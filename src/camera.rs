use raylib::prelude::*;

/// First-person camera. Translation is owned by the walker; this only turns.
pub struct FlyCamera {
    pub position: Vector3,
    pub yaw: f32,   // degrees
    pub pitch: f32, // degrees
    pub mouse_sensitivity: f32,
    pub captured: bool,
}

impl FlyCamera {
    pub fn new(position: Vector3, mouse_sensitivity: f32) -> Self {
        Self {
            position,
            yaw: -45.0,
            pitch: -10.0,
            mouse_sensitivity,
            captured: true,
        }
    }

    pub fn to_camera3d(&self) -> Camera3D {
        let forward = self.forward();
        Camera3D::perspective(
            self.position,
            self.position + forward,
            Vector3::new(0.0, 1.0, 0.0),
            70.0,
        )
    }

    pub fn forward(&self) -> Vector3 {
        let yaw_rad = self.yaw.to_radians();
        let pitch_rad = self.pitch.to_radians();
        Vector3::new(
            yaw_rad.cos() * pitch_rad.cos(),
            pitch_rad.sin(),
            yaw_rad.sin() * pitch_rad.cos(),
        )
        .normalized()
    }

    /// Mouse-look and capture toggle only; the walker moves the camera.
    pub fn update_look_only(&mut self, rl: &mut RaylibHandle) {
        // Toggle mouse capture with Tab
        if rl.is_key_pressed(KeyboardKey::KEY_TAB) {
            self.captured = !self.captured;
            if self.captured {
                rl.disable_cursor();
            } else {
                rl.enable_cursor();
            }
        }
        if self.captured {
            let md = rl.get_mouse_delta();
            self.yaw += md.x * self.mouse_sensitivity;
            self.pitch -= md.y * self.mouse_sensitivity;
            self.pitch = self.pitch.clamp(-89.9, 89.9);
        }
    }
}
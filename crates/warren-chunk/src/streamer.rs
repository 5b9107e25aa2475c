use std::sync::Arc;

use hashbrown::{HashMap, HashSet};
use warren_geom::Vec3;
use warren_maze::MazeGrid;

use crate::ChunkCoord;
use crate::walls::{ChunkWalls, build_chunk_walls};

#[derive(Clone, Copy, Debug)]
pub struct StreamerParams {
    /// World units per cell edge.
    pub cell_size: f32,
    /// Cells per chunk edge.
    pub chunk_size: usize,
    /// Chebyshev radius of the active cube, in chunks.
    pub view_distance: i32,
}

/// Diff produced by one active-set recompute. Coords appear at most once
/// and never in both lists.
#[derive(Clone, Debug, Default)]
pub struct StreamUpdate {
    pub activated: Vec<ChunkCoord>,
    pub deactivated: Vec<ChunkCoord>,
}

impl StreamUpdate {
    #[inline]
    pub fn is_empty(&self) -> bool {
        self.activated.is_empty() && self.deactivated.is_empty()
    }
}

/// Streams chunk wall geometry around a moving observer.
///
/// Chunks are built synchronously on first demand and cached for the process
/// lifetime; deactivation only hides a chunk, it never evicts the geometry.
/// The cache therefore grows with the explored chunk-coordinate space.
pub struct ChunkStreamer {
    grid: Arc<MazeGrid>,
    params: StreamerParams,
    cache: HashMap<ChunkCoord, ChunkWalls>,
    active: HashSet<ChunkCoord>,
}

impl ChunkStreamer {
    pub fn new(grid: Arc<MazeGrid>, params: StreamerParams) -> Self {
        Self {
            grid,
            params,
            cache: HashMap::new(),
            active: HashSet::new(),
        }
    }

    #[inline]
    pub fn params(&self) -> StreamerParams {
        self.params
    }

    /// World-space edge length of one chunk.
    #[inline]
    pub fn chunk_world_size(&self) -> f32 {
        self.params.chunk_size as f32 * self.params.cell_size
    }

    /// Chunk coordinate containing a world position.
    #[inline]
    pub fn chunk_at(&self, pos: Vec3) -> ChunkCoord {
        ChunkCoord::from_world(pos, self.chunk_world_size())
    }

    /// Cached chunk geometry, building it synchronously on a miss. The build
    /// cost is bounded by `chunk_size`^3 cells.
    pub fn get_or_build(&mut self, coord: ChunkCoord) -> &ChunkWalls {
        self.cache.entry(coord).or_insert_with(|| {
            build_chunk_walls(&self.grid, coord, self.params.chunk_size, self.params.cell_size)
        })
    }

    /// Recomputes the active cube around the observer and replaces the
    /// active set wholesale, reporting which coords changed state.
    pub fn update_active_set(&mut self, observer: Vec3) -> StreamUpdate {
        let center = self.chunk_at(observer);
        let r = self.params.view_distance;
        let side = (2 * r + 1) as usize;
        let mut fresh: HashSet<ChunkCoord> = HashSet::with_capacity(side * side * side);
        for dx in -r..=r {
            for dy in -r..=r {
                for dz in -r..=r {
                    let coord = center.offset(dx, dy, dz);
                    self.get_or_build(coord);
                    fresh.insert(coord);
                }
            }
        }
        let activated: Vec<ChunkCoord> = fresh.difference(&self.active).copied().collect();
        let deactivated: Vec<ChunkCoord> = self.active.difference(&fresh).copied().collect();
        self.active = fresh;
        StreamUpdate {
            activated,
            deactivated,
        }
    }

    /// Geometry of the currently active chunks (the collision input).
    pub fn active_chunks(&self) -> impl Iterator<Item = &ChunkWalls> {
        self.active.iter().filter_map(|coord| self.cache.get(coord))
    }

    #[inline]
    pub fn is_active(&self, coord: ChunkCoord) -> bool {
        self.active.contains(&coord)
    }

    #[inline]
    pub fn chunk(&self, coord: ChunkCoord) -> Option<&ChunkWalls> {
        self.cache.get(&coord)
    }

    #[inline]
    pub fn active_len(&self) -> usize {
        self.active.len()
    }

    /// Lifetime cache size; grows monotonically as the observer explores.
    #[inline]
    pub fn cached_len(&self) -> usize {
        self.cache.len()
    }
}
use warren_geom::Vec3;
use warren_maze::{Face, MazeGrid};

use crate::ChunkCoord;

/// One wall rectangle: the anchor point collision tests against, plus the
/// face it seals (which fixes the panel's orientation).
#[derive(Clone, Copy, Debug, PartialEq)]
pub struct WallInstance {
    pub center: Vec3,
    pub facing: Face,
}

/// Immutable wall geometry for one chunk. Built once, cached forever.
#[derive(Clone, Debug)]
pub struct ChunkWalls {
    pub coord: ChunkCoord,
    pub walls: Vec<WallInstance>,
}

impl ChunkWalls {
    #[inline]
    pub fn is_empty(&self) -> bool {
        self.walls.is_empty()
    }

    #[inline]
    pub fn len(&self) -> usize {
        self.walls.len()
    }
}

/// World-space displacement from a cell center to the panel anchor for a
/// standing wall. Not `face.offset()`: the vertical pair hangs on the
/// opposite side of the carve direction (Up panels sit at +y even though
/// the carve's Up neighbor is at -y).
#[inline]
fn panel_offset(face: Face, half: f32) -> Vec3 {
    match face {
        Face::Up => Vec3::new(0.0, half, 0.0),
        Face::Down => Vec3::new(0.0, -half, 0.0),
        Face::Left => Vec3::new(-half, 0.0, 0.0),
        Face::Right => Vec3::new(half, 0.0, 0.0),
        Face::Back => Vec3::new(0.0, 0.0, -half),
        Face::Front => Vec3::new(0.0, 0.0, half),
    }
}

/// Builds the wall descriptors for the `chunk_size`^3 cell region of `coord`.
/// Cell indices outside the grid are skipped, so chunks straddling or fully
/// beyond the grid simply come out with fewer (possibly zero) walls.
pub fn build_chunk_walls(
    grid: &MazeGrid,
    coord: ChunkCoord,
    chunk_size: usize,
    cell_size: f32,
) -> ChunkWalls {
    let base_x = coord.cx * chunk_size as i32;
    let base_y = coord.cy * chunk_size as i32;
    let base_z = coord.cz * chunk_size as i32;
    let half = cell_size * 0.5;
    let mut walls = Vec::new();
    for z in 0..chunk_size {
        for y in 0..chunk_size {
            for x in 0..chunk_size {
                let wx = base_x + x as i32;
                let wy = base_y + y as i32;
                let wz = base_z + z as i32;
                if !grid.in_bounds(wx, wy, wz) {
                    continue;
                }
                let (ux, uy, uz) = (wx as usize, wy as usize, wz as usize);
                let center = Vec3::new(
                    wx as f32 * cell_size,
                    wy as f32 * cell_size,
                    wz as f32 * cell_size,
                );
                for face in Face::ALL {
                    if grid.is_wall(ux, uy, uz, face) {
                        walls.push(WallInstance {
                            center: center + panel_offset(face, half),
                            facing: face,
                        });
                    }
                }
            }
        }
    }
    ChunkWalls { coord, walls }
}
use raylib::prelude::*;
use warren_render_raylib::chunk_bounds;

use super::App;

impl App {
    pub fn render(&mut self, d: &mut RaylibDrawHandle) {
        d.clear_background(Color::new(18, 18, 24, 255));
        let camera3d = self.cam.to_camera3d();
        let params = self.gs.streamer.params();
        self.debug_stats.chunks_drawn = 0;
        self.debug_stats.slabs_drawn = 0;
        {
            let mut d3 = d.begin_mode3D(camera3d);
            if self.gs.show_grid {
                d3.draw_grid(64, params.cell_size);
            }
            for render in self.renders.values() {
                render.draw(&mut d3, Color::LIGHTGRAY, Color::DARKGRAY);
                self.debug_stats.chunks_drawn += 1;
                self.debug_stats.slabs_drawn += render.slabs.len();
            }
            if self.gs.show_chunk_bounds {
                for coord in self.renders.keys() {
                    d3.draw_bounding_box(
                        chunk_bounds(*coord, params.chunk_size, params.cell_size),
                        Color::LIME,
                    );
                }
            }
        }

        // HUD
        d.draw_fps(12, 12);
        let pos = self.gs.walker.pos;
        d.draw_text(
            &format!("pos ({:.1}, {:.1}, {:.1})", pos.x, pos.y, pos.z),
            12,
            36,
            20,
            Color::RAYWHITE,
        );
        d.draw_text(
            &format!(
                "chunks active {} / cached {}",
                self.debug_stats.active_chunks, self.debug_stats.cached_chunks
            ),
            12,
            60,
            20,
            Color::RAYWHITE,
        );
        d.draw_text(
            &format!(
                "maze {}x{}x{}",
                self.gs.grid.width(),
                self.gs.grid.height(),
                self.gs.grid.depth()
            ),
            12,
            84,
            20,
            Color::RAYWHITE,
        );
        d.draw_text(
            "WASD move | Shift run | Tab mouse | G grid | B bounds | F3 debug",
            12,
            108,
            10,
            Color::GRAY,
        );

        if self.gs.show_debug_overlay {
            let mut y = 132;
            d.draw_text(
                &format!(
                    "tick {}  processed {}  queued {}",
                    self.gs.tick, self.evt_processed_total, self.debug_stats.queued_events_total
                ),
                12,
                y,
                10,
                Color::SKYBLUE,
            );
            y += 14;
            d.draw_text(
                &format!(
                    "drawn: {} chunks, {} slabs",
                    self.debug_stats.chunks_drawn, self.debug_stats.slabs_drawn
                ),
                12,
                y,
                10,
                Color::SKYBLUE,
            );
            y += 14;
            for (label, n) in self.debug_stats.queued_events_by.iter().take(4) {
                d.draw_text(
                    &format!("queued {} {}", label, n),
                    12,
                    y,
                    10,
                    Color::SKYBLUE,
                );
                y += 14;
            }
            let mut processed: Vec<(String, usize)> = self
                .evt_processed_by
                .iter()
                .map(|(k, v)| (k.clone(), *v))
                .collect();
            processed.sort_by(|a, b| b.1.cmp(&a.1).then(a.0.cmp(&b.0)));
            for (label, n) in processed.iter().take(8) {
                d.draw_text(&format!("{} {}", label, n), 12, y, 10, Color::SKYBLUE);
                y += 14;
            }
        }
    }
}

● TASK TO COMPLETE: Return every line above that contains the word "label".

● TASK RESPONSE:
            for (label, n) in self.debug_stats.queued_events_by.iter().take(4) {
                    &format!("queued {} {}", label, n),
            for (label, n) in processed.iter().take(8) {
                d.draw_text(&format!("{} {}", label, n), 12, y, 10, Color::SKYBLUE);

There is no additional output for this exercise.